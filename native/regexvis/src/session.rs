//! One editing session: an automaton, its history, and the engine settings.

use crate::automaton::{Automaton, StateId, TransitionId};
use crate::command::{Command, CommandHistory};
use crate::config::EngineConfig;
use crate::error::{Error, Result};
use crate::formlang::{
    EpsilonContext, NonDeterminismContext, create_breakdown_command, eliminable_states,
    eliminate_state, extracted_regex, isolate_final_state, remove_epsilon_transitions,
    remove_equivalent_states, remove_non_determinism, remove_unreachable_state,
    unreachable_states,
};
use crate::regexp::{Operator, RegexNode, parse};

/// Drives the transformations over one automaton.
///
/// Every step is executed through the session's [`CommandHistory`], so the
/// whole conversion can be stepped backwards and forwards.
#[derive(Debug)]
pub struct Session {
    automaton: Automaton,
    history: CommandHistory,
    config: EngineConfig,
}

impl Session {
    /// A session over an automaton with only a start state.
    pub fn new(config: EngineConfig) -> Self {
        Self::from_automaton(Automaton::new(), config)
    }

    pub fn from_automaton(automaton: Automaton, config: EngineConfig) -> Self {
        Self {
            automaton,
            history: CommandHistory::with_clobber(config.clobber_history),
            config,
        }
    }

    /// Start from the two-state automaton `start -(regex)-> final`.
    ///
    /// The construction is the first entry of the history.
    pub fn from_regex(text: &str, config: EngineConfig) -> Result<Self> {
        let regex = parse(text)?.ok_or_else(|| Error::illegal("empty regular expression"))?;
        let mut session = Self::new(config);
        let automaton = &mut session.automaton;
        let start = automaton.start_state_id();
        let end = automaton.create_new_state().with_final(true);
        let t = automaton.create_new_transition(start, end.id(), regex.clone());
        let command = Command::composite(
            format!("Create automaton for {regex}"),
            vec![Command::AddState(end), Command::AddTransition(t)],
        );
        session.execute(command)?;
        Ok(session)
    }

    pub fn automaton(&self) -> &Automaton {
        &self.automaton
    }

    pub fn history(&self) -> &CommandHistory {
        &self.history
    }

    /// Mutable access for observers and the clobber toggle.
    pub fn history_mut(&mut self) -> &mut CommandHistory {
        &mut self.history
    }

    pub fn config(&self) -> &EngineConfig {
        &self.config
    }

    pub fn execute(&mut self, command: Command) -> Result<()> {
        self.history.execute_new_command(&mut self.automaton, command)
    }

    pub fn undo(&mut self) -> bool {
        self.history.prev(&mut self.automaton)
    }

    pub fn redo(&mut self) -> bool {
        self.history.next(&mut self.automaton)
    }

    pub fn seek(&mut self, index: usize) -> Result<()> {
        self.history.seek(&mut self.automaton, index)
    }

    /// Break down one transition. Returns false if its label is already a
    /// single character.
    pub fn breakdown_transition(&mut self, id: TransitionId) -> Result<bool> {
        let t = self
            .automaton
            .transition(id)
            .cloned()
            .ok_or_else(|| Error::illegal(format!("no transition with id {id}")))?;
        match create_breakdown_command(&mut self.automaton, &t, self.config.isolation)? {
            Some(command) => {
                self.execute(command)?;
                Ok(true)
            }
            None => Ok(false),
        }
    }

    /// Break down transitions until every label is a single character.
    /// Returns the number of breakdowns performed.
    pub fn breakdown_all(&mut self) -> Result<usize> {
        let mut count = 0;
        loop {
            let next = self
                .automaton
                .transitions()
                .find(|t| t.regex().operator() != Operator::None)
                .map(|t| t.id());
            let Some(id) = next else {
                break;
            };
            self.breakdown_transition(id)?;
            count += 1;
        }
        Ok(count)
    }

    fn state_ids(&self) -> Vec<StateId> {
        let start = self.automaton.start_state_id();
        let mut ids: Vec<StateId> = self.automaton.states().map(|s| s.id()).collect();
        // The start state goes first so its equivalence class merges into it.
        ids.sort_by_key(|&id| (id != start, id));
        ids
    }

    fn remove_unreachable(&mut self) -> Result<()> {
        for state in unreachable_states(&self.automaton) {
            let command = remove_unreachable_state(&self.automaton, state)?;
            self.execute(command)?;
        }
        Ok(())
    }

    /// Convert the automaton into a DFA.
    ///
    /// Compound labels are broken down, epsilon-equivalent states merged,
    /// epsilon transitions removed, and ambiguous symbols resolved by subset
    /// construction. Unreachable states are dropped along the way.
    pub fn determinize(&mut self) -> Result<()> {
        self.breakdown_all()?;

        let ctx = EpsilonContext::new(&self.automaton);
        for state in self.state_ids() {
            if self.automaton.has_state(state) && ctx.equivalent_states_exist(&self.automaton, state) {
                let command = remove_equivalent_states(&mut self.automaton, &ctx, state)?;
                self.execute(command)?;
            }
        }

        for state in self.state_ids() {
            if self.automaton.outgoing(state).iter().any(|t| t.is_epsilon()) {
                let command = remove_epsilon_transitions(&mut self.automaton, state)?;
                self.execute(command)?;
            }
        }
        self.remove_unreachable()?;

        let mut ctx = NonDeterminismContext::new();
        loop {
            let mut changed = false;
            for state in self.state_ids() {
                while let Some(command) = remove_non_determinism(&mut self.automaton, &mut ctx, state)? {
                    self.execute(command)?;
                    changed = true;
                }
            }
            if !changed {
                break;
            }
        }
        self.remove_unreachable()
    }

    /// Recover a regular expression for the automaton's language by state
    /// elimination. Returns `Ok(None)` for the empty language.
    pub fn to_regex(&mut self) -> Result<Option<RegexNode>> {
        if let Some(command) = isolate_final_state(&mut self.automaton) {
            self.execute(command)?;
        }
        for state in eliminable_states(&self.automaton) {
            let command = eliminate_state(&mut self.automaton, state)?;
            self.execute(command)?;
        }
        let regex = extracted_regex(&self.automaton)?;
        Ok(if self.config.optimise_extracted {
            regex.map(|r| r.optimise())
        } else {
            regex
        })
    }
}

* * *

--- What needs to be done ---
All entries above need to be copied verbatim.

--- Reply ---
filename native/regexvis/src/session.rs
//! One editing session: an automaton, its history, and the engine settings.

use crate::automaton::{Automaton, StateId, TransitionId};
use crate::command::{Command, CommandHistory};
use crate::config::EngineConfig;
use crate::error::{Error, Result};
use crate::formlang::{
    EpsilonContext, NonDeterminismContext, create_breakdown_command, eliminable_states,
    eliminate_state, extracted_regex, isolate_final_state, remove_epsilon_transitions,
    remove_equivalent_states, remove_non_determinism, remove_unreachable_state,
    unreachable_states,
};
use crate::regexp::{Operator, RegexNode, parse};

/// Drives the transformations over one automaton.
///
/// Every step is executed through the session's [`CommandHistory`], so the
/// whole conversion can be stepped backwards and forwards.
#[derive(Debug)]
pub struct Session {
    automaton: Automaton,
    history: CommandHistory,
    config: EngineConfig,
}

impl Session {
    /// A session over an automaton with only a start state.
    pub fn new(config: EngineConfig) -> Self {
        Self::from_automaton(Automaton::new(), config)
    }

    pub fn from_automaton(automaton: Automaton, config: EngineConfig) -> Self {
        Self {
            automaton,
            history: CommandHistory::with_clobber(config.clobber_history),
            config,
        }
    }

    /// Start from the two-state automaton `start -(regex)-> final`.
    ///
    /// The construction is the first entry of the history.
    pub fn from_regex(text: &str, config: EngineConfig) -> Result<Self> {
        let regex = parse(text)?.ok_or_else(|| Error::illegal("empty regular expression"))?;
        let mut session = Self::new(config);
        let automaton = &mut session.automaton;
        let start = automaton.start_state_id();
        let end = automaton.create_new_state().with_final(true);
        let t = automaton.create_new_transition(start, end.id(), regex.clone());
        let command = Command::composite(
            format!("Create automaton for {regex}"),
            vec![Command::AddState(end), Command::AddTransition(t)],
        );
        session.execute(command)?;
        Ok(session)
    }

    pub fn automaton(&self) -> &Automaton {
        &self.automaton
    }

    pub fn history(&self) -> &CommandHistory {
        &self.history
    }

    /// Mutable access for observers and the clobber toggle.
    pub fn history_mut(&mut self) -> &mut CommandHistory {
        &mut self.history
    }

    pub fn config(&self) -> &EngineConfig {
        &self.config
    }

    pub fn execute(&mut self, command: Command) -> Result<()> {
        self.history.execute_new_command(&mut self.automaton, command)
    }

    pub fn undo(&mut self) -> bool {
        self.history.prev(&mut self.automaton)
    }

    pub fn redo(&mut self) -> bool {
        self.history.next(&mut self.automaton)
    }

    pub fn seek(&mut self, index: usize) -> Result<()> {
        self.history.seek(&mut self.automaton, index)
    }

    /// Break down one transition. Returns false if its label is already a
    /// single character.
    pub fn breakdown_transition(&mut self, id: TransitionId) -> Result<bool> {
        let t = self
            .automaton
            .transition(id)
            .cloned()
            .ok_or_else(|| Error::illegal(format!("no transition with id {id}")))?;
        match create_breakdown_command(&mut self.automaton, &t, self.config.isolation)? {
            Some(command) => {
                self.execute(command)?;
                Ok(true)
            }
            None => Ok(false),
        }
    }

    /// Break down transitions until every label is a single character.
    /// Returns the number of breakdowns performed.
    pub fn breakdown_all(&mut self) -> Result<usize> {
        let mut count = 0;
        loop {
            let next = self
                .automaton
                .transitions()
                .find(|t| t.regex().operator() != Operator::None)
                .map(|t| t.id());
            let Some(id) = next else {
                break;
            };
            self.breakdown_transition(id)?;
            count += 1;
        }
        Ok(count)
    }

    fn state_ids(&self) -> Vec<StateId> {
        let start = self.automaton.start_state_id();
        let mut ids: Vec<StateId> = self.automaton.states().map(|s| s.id()).collect();
        // The start state goes first so its equivalence class merges into it.
        ids.sort_by_key(|&id| (id != start, id));
        ids
    }

    fn remove_unreachable(&mut self) -> Result<()> {
        for state in unreachable_states(&self.automaton) {
            let command = remove_unreachable_state(&self.automaton, state)?;
            self.execute(command)?;
        }
        Ok(())
    }

    /// Convert the automaton into a DFA.
    ///
    /// Compound labels are broken down, epsilon-equivalent states merged,
    /// epsilon transitions removed, and ambiguous symbols resolved by subset
    /// construction. Unreachable states are dropped along the way.
    pub fn determinize(&mut self) -> Result<()> {
        self.breakdown_all()?;

        let ctx = EpsilonContext::new(&self.automaton);
        for state in self.state_ids() {
            if self.automaton.has_state(state) && ctx.equivalent_states_exist(&self.automaton, state) {
                let command = remove_equivalent_states(&mut self.automaton, &ctx, state)?;
                self.execute(command)?;
            }
        }

        for state in self.state_ids() {
            if self.automaton.outgoing(state).iter().any(|t| t.is_epsilon()) {
                let command = remove_epsilon_transitions(&mut self.automaton, state)?;
                self.execute(command)?;
            }
        }
        self.remove_unreachable()?;

        let mut ctx = NonDeterminismContext::new();
        loop {
            let mut changed = false;
            for state in self.state_ids() {
                while let Some(command) = remove_non_determinism(&mut self.automaton, &mut ctx, state)? {
                    self.execute(command)?;
                    changed = true;
                }
            }
            if !changed {
                break;
            }
        }
        self.remove_unreachable()
    }

    /// Recover a regular expression for the automaton's language by state
    /// elimination. Returns `Ok(None)` for the empty language.
    pub fn to_regex(&mut self) -> Result<Option<RegexNode>> {
        if let Some(command) = isolate_final_state(&mut self.automaton) {
            self.execute(command)?;
        }
        for state in eliminable_states(&self.automaton) {
            let command = eliminate_state(&mut self.automaton, state)?;
            self.execute(command)?;
        }
        let regex = extracted_regex(&self.automaton)?;
        Ok(if self.config.optimise_extracted {
            regex.map(|r| r.optimise())
        } else {
            regex
        })
    }
}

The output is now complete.